[Task] All lines between the one holding "let amount = spending" and the end of the material below, both ends included, should be restated exactly.

####################

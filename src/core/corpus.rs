use serde::Serialize;

use super::rates::{present_value, real_rate};
use super::types::{PlanInput, WithdrawalStrategy};

// Below this magnitude the real rate is treated as zero and the corpus is
// the undiscounted sum of spending.
const REAL_RATE_EPSILON: f64 = 1e-4;

#[derive(Debug, Clone, Copy, PartialEq, Serialize)]
#[serde(rename_all = "camelCase")]
pub struct CorpusBlock {
    pub start_year: u32,
    pub length_years: u32,
    pub amount: f64,
    pub present_value: f64,
}

pub fn required_corpus(input: &PlanInput) -> f64 {
    let years_in_retirement = input.years_in_retirement();
    if years_in_retirement <= 0 {
        return 0.0;
    }

    match input.strategy {
        WithdrawalStrategy::Normal => {
            let years = years_in_retirement as f64;
            let spending = initial_retirement_spending(input);
            let real = real_rate(input.expected_return(), input.inflation());
            if real.abs() < REAL_RATE_EPSILON {
                return spending * years;
            }
            spending * (1.0 - (1.0 + real).powf(-years)) / (real / (1.0 + real))
        }
        WithdrawalStrategy::Bucket { .. } => bucket_blocks(input)
            .iter()
            .map(|block| block.present_value)
            .sum(),
    }
}

pub fn initial_retirement_spending(input: &PlanInput) -> f64 {
    let years = input.years_to_retirement() as f64;
    input.monthly_spending_today * 12.0 * (1.0 + input.inflation()).powf(years)
}

pub fn bucket_blocks(input: &PlanInput) -> Vec<CorpusBlock> {
    let Some(bucket_years) = input.strategy.bucket_years() else {
        return Vec::new();
    };
    let years_in_retirement = input.years_in_retirement();
    if years_in_retirement <= 0 {
        return Vec::new();
    }
    let years_in_retirement = years_in_retirement as u32;

    let spending = initial_retirement_spending(input);
    let real = real_rate(input.expected_return(), input.inflation());

    (0..years_in_retirement)
        .step_by(bucket_years as usize)
        .map(|start_year| {
            let length_years = bucket_years.min(years_in_retirement - start_year);
            let amount = spending * f64::from(length_years);
            CorpusBlock {
                start_year,
                length_years,
                amount,
                present_value: present_value(amount, real, f64::from(start_year)),
            }
        })
        .collect()
}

####################

[Reply to the task]
            let amount = spending * f64::from(length_years);
            CorpusBlock {
                start_year,
                length_years,
                amount,
                present_value: present_value(amount, real, f64::from(start_year)),
            }
        })
        .collect()
}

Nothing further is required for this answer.